** Provided information follows **

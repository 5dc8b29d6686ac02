//! Camera and session configuration types

use std::fmt;
use std::time::Duration;

use serde::{Deserialize, Serialize};

use crate::spectrometer::common::error::{Result, SpectroError};

/// Exposure time in seconds, bounded to what the preview stream can sustain.
#[derive(Debug, Clone, Copy, PartialEq, PartialOrd, Serialize, Deserialize)]
#[serde(try_from = "f64", into = "f64")]
pub struct Exposure(f64);

impl Exposure {
    pub const MIN_SECONDS: f64 = 0.1;
    pub const MAX_SECONDS: f64 = 5.0;
    pub const DEFAULT_SECONDS: f64 = 0.2;

    pub fn new(seconds: f64) -> Result<Self> {
        if !(Self::MIN_SECONDS..=Self::MAX_SECONDS).contains(&seconds) {
            return Err(SpectroError::invalid_parameter("exposure", seconds));
        }
        Ok(Self(seconds))
    }

    pub fn seconds(self) -> f64 {
        self.0
    }

    /// Frames per second; the shutter can stay open at most one frame period.
    pub fn framerate(self) -> f64 {
        1.0 / self.0
    }

    pub fn shutter_us(self) -> u32 {
        (self.0 * 1_000_000.0).round() as u32
    }
}

impl Default for Exposure {
    fn default() -> Self {
        Self(Self::DEFAULT_SECONDS)
    }
}

impl TryFrom<f64> for Exposure {
    type Error = SpectroError;

    fn try_from(seconds: f64) -> Result<Self> {
        Self::new(seconds)
    }
}

impl From<Exposure> for f64 {
    fn from(exposure: Exposure) -> f64 {
        exposure.0
    }
}

/// Rotation in degrees, normalised into [0, 360).
#[derive(Debug, Clone, Copy, PartialEq, Default, Serialize, Deserialize)]
#[serde(try_from = "f64", into = "f64")]
pub struct Rotation(f64);

impl Rotation {
    pub fn new(degrees: f64) -> Result<Self> {
        if !degrees.is_finite() {
            return Err(SpectroError::invalid_parameter("rotation", degrees));
        }
        // rem_euclid rounds tiny negative angles up to exactly 360
        let normalised = degrees.rem_euclid(360.0);
        Ok(Self(if normalised >= 360.0 { 0.0 } else { normalised }))
    }

    pub fn degrees(self) -> f64 {
        self.0
    }

    pub fn is_zero(self) -> bool {
        self.0 == 0.0
    }
}

impl TryFrom<f64> for Rotation {
    type Error = SpectroError;

    fn try_from(degrees: f64) -> Result<Self> {
        Self::new(degrees)
    }
}

impl From<Rotation> for f64 {
    fn from(rotation: Rotation) -> f64 {
        rotation.0
    }
}

#[derive(Debug, Clone, Copy, PartialEq, Eq, Serialize, Deserialize)]
pub struct Resolution {
    pub width: u32,
    pub height: u32,
}

impl Resolution {
    pub const fn new(width: u32, height: u32) -> Self {
        Self { width, height }
    }
}

impl Default for Resolution {
    /// Quarter of the 2592x1944 sensor.
    fn default() -> Self {
        Self::new(648, 486)
    }
}

impl fmt::Display for Resolution {
    fn fmt(&self, f: &mut fmt::Formatter<'_>) -> fmt::Result {
        write!(f, "{}x{}", self.width, self.height)
    }
}

/// Everything a camera driver is told when (re)configured.
#[derive(Debug, Clone, Copy, PartialEq)]
pub struct CameraSettings {
    pub exposure: Exposure,
    pub rotation: Rotation,
    pub resolution: Resolution,
    pub iso: u32,
    /// Fixed (red, blue) white balance gains; auto white balance stays off.
    pub awb_gains: (f32, f32),
}

impl CameraSettings {
    pub fn framerate(&self) -> f64 {
        self.exposure.framerate()
    }

    pub fn shutter_us(&self) -> u32 {
        self.exposure.shutter_us()
    }
}

/// Tunables of a [`CameraSession`](super::CameraSession).
#[derive(Debug, Clone)]
pub struct SessionConfig {
    /// Bitrate handed to the streaming server
    pub bitrate: u32,
    /// Sensor ISO
    pub iso: u32,
    /// Wait after reconfiguring so exposure and frame rate settle
    pub settle_delay: Duration,
    /// Attempts for a stop/configure/start cycle before giving up
    pub reconfigure_attempts: u32,
}

impl Default for SessionConfig {
    fn default() -> Self {
        Self {
            bitrate: 1_000_000,
            iso: 800,
            settle_delay: Duration::from_millis(500),
            reconfigure_attempts: 2,
        }
    }
}

impl SessionConfig {
    pub fn builder() -> SessionConfigBuilder {
        SessionConfigBuilder::default()
    }
}

/// Builder for SessionConfig
#[derive(Default)]
pub struct SessionConfigBuilder {
    bitrate: Option<u32>,
    iso: Option<u32>,
    settle_delay: Option<Duration>,
    reconfigure_attempts: Option<u32>,
}

impl SessionConfigBuilder {
    pub fn bitrate(mut self, bitrate: u32) -> Self {
        self.bitrate = Some(bitrate);
        self
    }

    pub fn iso(mut self, iso: u32) -> Self {
        self.iso = Some(iso);
        self
    }

    pub fn settle_delay(mut self, delay: Duration) -> Self {
        self.settle_delay = Some(delay);
        self
    }

    pub fn reconfigure_attempts(mut self, attempts: u32) -> Self {
        self.reconfigure_attempts = Some(attempts);
        self
    }

    pub fn build(self) -> SessionConfig {
        let default = SessionConfig::default();
        SessionConfig {
            bitrate: self.bitrate.unwrap_or(default.bitrate),
            iso: self.iso.unwrap_or(default.iso),
            settle_delay: self.settle_delay.unwrap_or(default.settle_delay),
            reconfigure_attempts: self.reconfigure_attempts.unwrap_or(default.reconfigure_attempts).max(1),
        }
    }
}
/// Escapes text for insertion into SVG or HTML content and attributes.
pub fn escape_markup(text: &str) -> String {
    let mut out = String::with_capacity(text.len());
    for ch in text.chars() {
        match ch {
            '&' => out.push_str("&amp;"),
            '<' => out.push_str("&lt;"),
            '>' => out.push_str("&gt;"),
            '"' => out.push_str("&quot;"),
            '\'' => out.push_str("&#39;"),
            _ => out.push(ch),
        }
    }
    out
}
mod params;
mod timing;
mod controller;

#[cfg(test)]
mod tests;

pub use params::{AcquisitionParams, Capture, Measurement, STAMP_FORMAT};
pub use timing::{ProcessTimings, StageTiming, Timer};
pub use controller::AcquisitionController;
pub use crate::spectrometer::persistence::ExperimentMetadata;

** End of Provided information **

Retype, exactly and in full, the listing from its first line to the one holding "fn try_from(seconds: f64)", both included.

- Exercise result
repository 5dc8b29d6686ac02
//! Camera and session configuration types

use std::fmt;
use std::time::Duration;

use serde::{Deserialize, Serialize};

use crate::spectrometer::common::error::{Result, SpectroError};

/// Exposure time in seconds, bounded to what the preview stream can sustain.
#[derive(Debug, Clone, Copy, PartialEq, PartialOrd, Serialize, Deserialize)]
#[serde(try_from = "f64", into = "f64")]
pub struct Exposure(f64);

impl Exposure {
    pub const MIN_SECONDS: f64 = 0.1;
    pub const MAX_SECONDS: f64 = 5.0;
    pub const DEFAULT_SECONDS: f64 = 0.2;

    pub fn new(seconds: f64) -> Result<Self> {
        if !(Self::MIN_SECONDS..=Self::MAX_SECONDS).contains(&seconds) {
            return Err(SpectroError::invalid_parameter("exposure", seconds));
        }
        Ok(Self(seconds))
    }

    pub fn seconds(self) -> f64 {
        self.0
    }

    /// Frames per second; the shutter can stay open at most one frame period.
    pub fn framerate(self) -> f64 {
        1.0 / self.0
    }

    pub fn shutter_us(self) -> u32 {
        (self.0 * 1_000_000.0).round() as u32
    }
}

impl Default for Exposure {
    fn default() -> Self {
        Self(Self::DEFAULT_SECONDS)
    }
}

impl TryFrom<f64> for Exposure {
    type Error = SpectroError;

    fn try_from(seconds: f64) -> Result<Self> {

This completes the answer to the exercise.